Monday, July 29, 2013

The Doctor's Dilemma

I was speaking with a friend about Downton Abbey and Lady Mary Crawley's dilemma with the Turkish gentleman who, given his age, must have had a fatal arrhythmia during intercourse. It reminded me of a similar, little known , but celebrated circumstance in Lotus City in the mid 20th century when I began practice there. The city was very small at that time and medical practices were both tight and longitudinal so families were often attended by the same physicians from cradle to grave. As a result of this, patient and doctor loyalties were high. The doctor of whom I speak, attended, for years, two carriage trade families who lived in the same neighborhood as him. One night he received a midnight call from the wife of a prominent business man, in a panic, that a friend of hers had died in her bed. The man who died, a lawyer, was also the doctor's patient, a widower who had enjoyed a meal, and later, congress with the lady since her husband was away on business. Unfortunately good living had rendered the older lawyer somewhat unfit for such action. Faced with such a situation and the eruption of scandal involving two of his patient's families and also their issue, the doctor's dilemma arose. The man had clearly had a heart attack at the time. As a result the doctor and the lady, fueled no doubt by adenaline, carried the man to the doctor's car and transported him to his house and put him in his own bed with new pajamas and tucked him in. He then made a house call in the morning and called the coroner. The question of course is, what was the moral imperative that contended with the legal requirement of the doctor? A physician has a duty to the country, his colleagues and to his regulatory body to obey the law. He also owes a duty to the welfare of his patients at some cost, if necessary. He risked his medical practice by illegal transport of a human body from the place of sudden death in order to cover up the truth. However, dead is dead and a bed is a bed! What was the harm? It would have been easier for the doctor to avoid criticism by a self- righteous tack.  He took a chance! In a small city where everyone knew everyone's business, they thought,  the secret was kept for years. Succor for the innocent of the families I suppose, and avoiding the trials and near disasters that befell Lady Mary.

Monday, July 15, 2013

Cheating

Avoiding pitfalls in university exams includes sidestepping opportunities to cheat. The temptation to do so in a competitive environment, when we were trying to get the marks necessary to get into and to stay in Medicine, presented themselves occasionally. I escaped the pitfall twice in my student years, largely through cowardice I must confess rather than any surge of ethics.

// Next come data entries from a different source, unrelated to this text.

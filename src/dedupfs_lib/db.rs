/// Local metadata store: one SQLite database per mounted filesystem.
use crate::dedupfs_lib::errors::{FsError, Result};
use crate::dedupfs_lib::utils::now_ts;
use crate::dedupfs_lib::ROOT_INODE;
use log::*;
use rusqlite::types::{FromSql, Value, ValueRef};
use rusqlite::{params_from_iter, Connection, OptionalExtension, Params};
use std::io::{Read, Write};
use std::path::Path;
use std::time::Duration;

const DUMP_MAGIC: &[u8; 4] = b"DFSM";
const DUMP_VERSION: u8 = 1;

/// Tables in dump order, with the ORDER BY clause that makes the dump
/// deterministic for a given row set.
const DUMP_TABLES: &[(&str, &str)] = &[
    ("parameters", "id"),
    ("names", "id"),
    ("inodes", "id"),
    ("symlink_targets", "inode"),
    ("contents", "parent_inode, name_id"),
    ("ext_attributes", "inode, name_id"),
    ("objects", "id"),
    ("blocks", "id"),
    ("inode_blocks", "inode, blockno"),
];

pub struct MetaDb {
    pub(crate) conn: Connection,
}

impl MetaDb {
    pub fn open(path: &Path) -> Result<Self> {
        let conn = Connection::open(path)?;
        conn.busy_timeout(Duration::from_millis(5000))?;
        Ok(Self { conn })
    }

    pub fn open_in_memory() -> Result<Self> {
        Ok(Self { conn: Connection::open_in_memory()? })
    }

    pub fn execute<P: Params>(&self, sql: &str, params: P) -> Result<usize> {
        Ok(self.conn.execute(sql, params)?)
    }

    /// Scalar query. A missing row is `FsError::NoSuchRow`, distinct from
    /// a failed query.
    pub fn get_val<T: FromSql, P: Params>(&self, sql: &str, params: P) -> Result<T> {
        Ok(self.conn.query_row(sql, params, |row| row.get(0))?)
    }

    pub fn has_val<P: Params>(&self, sql: &str, params: P) -> Result<bool> {
        let res: Option<i64> = self
            .conn
            .query_row(sql, params, |_| Ok(0))
            .optional()?;
        Ok(res.is_some())
    }

    /// Execute an INSERT and return the id of the inserted row.
    pub fn rowid<P: Params>(&self, sql: &str, params: P) -> Result<i64> {
        self.conn.execute(sql, params)?;
        Ok(self.conn.last_insert_rowid())
    }

    /// First column of every result row.
    pub fn query_col<T: FromSql, P: Params>(&self, sql: &str, params: P) -> Result<Vec<T>> {
        let mut stmt = self.conn.prepare(sql)?;
        let rows = stmt.query_map(params, |row| row.get(0))?;
        let mut out = vec![];
        for row in rows {
            out.push(row?);
        }
        Ok(out)
    }

    /// Map every result row through `f`.
    pub fn query_rows<T, P, F>(&self, sql: &str, params: P, f: F) -> Result<Vec<T>>
    where
        P: Params,
        F: FnMut(&rusqlite::Row<'_>) -> rusqlite::Result<T>,
    {
        let mut stmt = self.conn.prepare(sql)?;
        let rows = stmt.query_map(params, f)?;
        let mut out = vec![];
        for row in rows {
            out.push(row?);
        }
        Ok(out)
    }

    /// Single row mapped through `f`; missing row is `FsError::NoSuchRow`.
    pub fn get_row<T, P, F>(&self, sql: &str, params: P, f: F) -> Result<T>
    where
        P: Params,
        F: FnOnce(&rusqlite::Row<'_>) -> rusqlite::Result<T>,
    {
        Ok(self.conn.query_row(sql, params, f)?)
    }

    pub fn begin(&self) -> Result<()> {
        self.execute("BEGIN TRANSACTION", [])?;
        Ok(())
    }

    pub fn commit(&self) -> Result<()> {
        self.execute("COMMIT", [])?;
        Ok(())
    }

    pub fn rollback(&self) -> Result<()> {
        self.execute("ROLLBACK", [])?;
        Ok(())
    }

    /// `PRAGMA integrity_check`; anything but "ok" is fatal corruption.
    pub fn integrity_check(&self) -> Result<()> {
        let res: String = self
            .conn
            .query_row("PRAGMA integrity_check(20)", [], |row| row.get(0))?;
        if res == "ok" {
            Ok(())
        } else {
            Err(FsError::Corrupt(res))
        }
    }

    pub fn vacuum(&self) -> Result<()> {
        self.conn.execute_batch("ANALYZE; VACUUM;")?;
        Ok(())
    }
}

pub fn create_tables(db: &MetaDb) -> Result<()> {
    db.conn.execute_batch(
        "
        CREATE TABLE parameters (
            id            INTEGER PRIMARY KEY CHECK (id = 0),
            revision      INT NOT NULL,
            seq_no        INT NOT NULL,
            label         TEXT NOT NULL,
            blocksize     INT NOT NULL,
            needs_fsck    BOOLEAN NOT NULL,
            last_fsck     REAL NOT NULL,
            last_modified REAL NOT NULL,
            max_inode     INT NOT NULL,
            inode_gen     INT NOT NULL
        );

        CREATE TABLE names (
            id       INTEGER PRIMARY KEY AUTOINCREMENT,
            name     BLOB NOT NULL UNIQUE,
            refcount INT NOT NULL
        );

        CREATE TABLE inodes (
            id       INTEGER PRIMARY KEY AUTOINCREMENT,
            mode     INT NOT NULL,
            uid      INT NOT NULL,
            gid      INT NOT NULL,
            mtime    REAL NOT NULL,
            atime    REAL NOT NULL,
            ctime    REAL NOT NULL,
            refcount INT NOT NULL,
            size     INT NOT NULL DEFAULT 0,
            rdev     INT NOT NULL DEFAULT 0,
            locked   BOOLEAN NOT NULL DEFAULT 0,
            -- mapping for blockno 0; other positions live in inode_blocks
            block_id INT REFERENCES blocks(id)
        );

        CREATE TABLE symlink_targets (
            inode  INTEGER PRIMARY KEY REFERENCES inodes(id),
            target BLOB NOT NULL
        );

        CREATE TABLE contents (
            name_id      INTEGER NOT NULL REFERENCES names(id),
            inode        INTEGER NOT NULL REFERENCES inodes(id),
            parent_inode INTEGER NOT NULL REFERENCES inodes(id),
            PRIMARY KEY (parent_inode, name_id)
        );

        CREATE TABLE ext_attributes (
            inode   INTEGER NOT NULL REFERENCES inodes(id),
            name_id INTEGER NOT NULL REFERENCES names(id),
            value   BLOB NOT NULL,
            PRIMARY KEY (inode, name_id)
        );

        CREATE TABLE objects (
            id         INTEGER PRIMARY KEY AUTOINCREMENT,
            refcount   INT NOT NULL,
            size       INT NOT NULL,
            compr_size INT
        );

        CREATE TABLE blocks (
            id       INTEGER PRIMARY KEY AUTOINCREMENT,
            hash     BLOB UNIQUE,
            refcount INT NOT NULL,
            obj_id   INTEGER NOT NULL REFERENCES objects(id)
        );

        CREATE TABLE inode_blocks (
            inode    INTEGER NOT NULL REFERENCES inodes(id),
            blockno  INT NOT NULL,
            block_id INTEGER NOT NULL REFERENCES blocks(id),
            PRIMARY KEY (inode, blockno)
        );

        CREATE INDEX ix_contents_inode ON contents(inode);
        CREATE INDEX ix_blocks_obj_id ON blocks(obj_id);
        CREATE INDEX ix_inode_blocks_block_id ON inode_blocks(block_id);
        CREATE INDEX ix_ext_attributes_inode ON ext_attributes(inode);
        ",
    )?;
    Ok(())
}

/// Insert the root directory inode.
pub fn init_tables(db: &MetaDb) -> Result<()> {
    let now = now_ts();
    db.execute(
        "INSERT INTO inodes (id, mode, uid, gid, mtime, atime, ctime, refcount)
         VALUES (?, ?, 0, 0, ?, ?, ?, 1)",
        rusqlite::params![ROOT_INODE, libc::S_IFDIR | 0o755, now, now, now],
    )?;
    Ok(())
}

/// Run `f` inside a transaction, rolling back on error.
pub fn with_txn<T>(db: &MetaDb, f: impl FnOnce() -> Result<T>) -> Result<T> {
    db.begin()?;
    match f() {
        Ok(v) => {
            db.commit()?;
            Ok(v)
        }
        Err(e) => {
            db.rollback().ok();
            Err(e)
        }
    }
}

fn write_str<W: Write>(w: &mut W, s: &str) -> Result<()> {
    w.write_all(&[s.len() as u8])?;
    w.write_all(s.as_bytes())?;
    Ok(())
}

fn write_bytes<W: Write>(w: &mut W, b: &[u8]) -> Result<()> {
    w.write_all(&(b.len() as u32).to_le_bytes())?;
    w.write_all(b)?;
    Ok(())
}

fn read_exact<R: Read>(r: &mut R, n: usize) -> Result<Vec<u8>> {
    let mut buf = vec![0u8; n];
    r.read_exact(&mut buf)?;
    Ok(buf)
}

fn read_u8<R: Read>(r: &mut R) -> Result<u8> {
    Ok(read_exact(r, 1)?[0])
}

fn read_str<R: Read>(r: &mut R) -> Result<String> {
    let len = read_u8(r)? as usize;
    String::from_utf8(read_exact(r, len)?).map_err(|_| FsError::Corrupt("dump string".to_string()))
}

fn read_u32<R: Read>(r: &mut R) -> Result<u32> {
    let buf = read_exact(r, 4)?;
    Ok(u32::from_le_bytes(buf.try_into().unwrap()))
}

fn read_u64<R: Read>(r: &mut R) -> Result<u64> {
    let buf = read_exact(r, 8)?;
    Ok(u64::from_le_bytes(buf.try_into().unwrap()))
}

/// Serialize all tables to a compact row-oriented stream. Rows are emitted
/// in primary-key order, so identical row sets produce identical bytes.
pub fn dump_metadata<W: Write>(db: &MetaDb, mut w: W) -> Result<()> {
    w.write_all(DUMP_MAGIC)?;
    w.write_all(&[DUMP_VERSION])?;
    for (table, order) in DUMP_TABLES {
        let count: i64 = db.get_val(&format!("SELECT COUNT(*) FROM {}", table), [])?;
        let mut stmt = db
            .conn
            .prepare(&format!("SELECT * FROM {} ORDER BY {}", table, order))?;
        let ncols = stmt.column_count();
        let names: Vec<String> = stmt.column_names().iter().map(|s| s.to_string()).collect();

        write_str(&mut w, table)?;
        w.write_all(&(count as u64).to_le_bytes())?;
        w.write_all(&[ncols as u8])?;
        for name in &names {
            write_str(&mut w, name)?;
        }

        let mut rows = stmt.query([])?;
        while let Some(row) = rows.next()? {
            for i in 0..ncols {
                match row.get_ref(i)? {
                    ValueRef::Null => w.write_all(&[0])?,
                    ValueRef::Integer(v) => {
                        w.write_all(&[1])?;
                        w.write_all(&v.to_le_bytes())?;
                    }
                    ValueRef::Real(v) => {
                        w.write_all(&[2])?;
                        w.write_all(&v.to_le_bytes())?;
                    }
                    ValueRef::Text(t) => {
                        w.write_all(&[3])?;
                        write_bytes(&mut w, t)?;
                    }
                    ValueRef::Blob(b) => {
                        w.write_all(&[4])?;
                        write_bytes(&mut w, b)?;
                    }
                }
            }
        }
        debug!("dumped {} rows from {}", count, table);
    }
    Ok(())
}

/// Inverse of `dump_metadata`, into a database with freshly created tables.
pub fn restore_metadata<R: Read>(mut r: R, db: &MetaDb) -> Result<()> {
    let magic = read_exact(&mut r, 4)?;
    if magic != DUMP_MAGIC {
        return Err(FsError::Corrupt("bad dump magic".to_string()));
    }
    if read_u8(&mut r)? != DUMP_VERSION {
        return Err(FsError::Corrupt("unsupported dump version".to_string()));
    }
    db.begin()?;
    let res = restore_tables(&mut r, db);
    match res {
        Ok(()) => db.commit(),
        Err(e) => {
            db.rollback().ok();
            Err(e)
        }
    }
}

fn restore_tables<R: Read>(r: &mut R, db: &MetaDb) -> Result<()> {
    for (expected, _) in DUMP_TABLES {
        let table = read_str(r)?;
        if table != *expected {
            return Err(FsError::Corrupt(format!("unexpected table {} in dump", table)));
        }
        let count = read_u64(r)?;
        let ncols = read_u8(r)? as usize;
        let mut names = Vec::with_capacity(ncols);
        for _ in 0..ncols {
            names.push(read_str(r)?);
        }
        let placeholders = vec!["?"; ncols].join(",");
        let sql = format!(
            "INSERT INTO {} ({}) VALUES ({})",
            table,
            names.join(","),
            placeholders
        );
        let mut stmt = db.conn.prepare(&sql)?;
        for _ in 0..count {
            let mut values = Vec::with_capacity(ncols);
            for _ in 0..ncols {
                let value = match read_u8(r)? {
                    0 => Value::Null,
                    1 => Value::Integer(i64::from_le_bytes(
                        read_exact(r, 8)?.try_into().unwrap(),
                    )),
                    2 => Value::Real(f64::from_le_bytes(read_exact(r, 8)?.try_into().unwrap())),
                    3 => {
                        let len = read_u32(r)? as usize;
                        Value::Text(
                            String::from_utf8(read_exact(r, len)?)
                                .map_err(|_| FsError::Corrupt("dump text".to_string()))?,
                        )
                    }
                    4 => {
                        let len = read_u32(r)? as usize;
                        Value::Blob(read_exact(r, len)?)
                    }
                    tag => return Err(FsError::Corrupt(format!("bad value tag {}", tag))),
                };
                values.push(value);
            }
            stmt.execute(params_from_iter(values))?;
        }
        debug!("restored {} rows into {}", count, table);
    }
    Ok(())
}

In my premed year my marks were good since I needed them to transfer to the medicine faculty and a colleague, not a friend, but a playboy and bon vivant in my premed year and also an occasional drinking companion, knowing that I was heading to good marks in invertebrate zoology, asked me to write his exam for him. He offered me fifty dollars to do it: a big sum in 1953. I told him no, mostly because of cowardice, but also self-righteousness since he never bothered to spend any time at the subject. I don't really think at that time I had any strong ethical sense. I just was cautious about being found out and risking the destruction of my budding career. The second time was in second year medicine when my friend, in first year medicine, gave me a prepared copy of the final second year bacteriology exam two days before the examination. Once in my hand it was difficult not to look at it. There was no question on it that I couldn't have answered easily. However, paranoid though I may be, I think in retrospect I was being set up for disaster. I was a good student in bacteriology, but I wasn't a great student in bacteriology. A laboratory technician, whose wife had been trying to seduce me, had left a copy of the examination questions "inadvertently"  near my friend's library table in the evening. My friend couldn't help but notice it and was impelled to show me. What to do? I had no way out. I solved the problem by writing the exam badly enough that I could get by without detection while kicking myself at the same time. Cowardice however has a place in all of this. Had I taken great umbrage, and asked for a separate exam since I had seen a copy, the shit would have hit the fan for every one but me. Thanks to my cowardice no one lost their job, no one was exposed for cheating, no one was expelled for passing information about exams, and I was never seduced, probably again about cowardice and naivety rather than ethics. There is no doubt that growing up in the prairie boondocks you had to look where you were going to avoid stepping in fresh cow pies.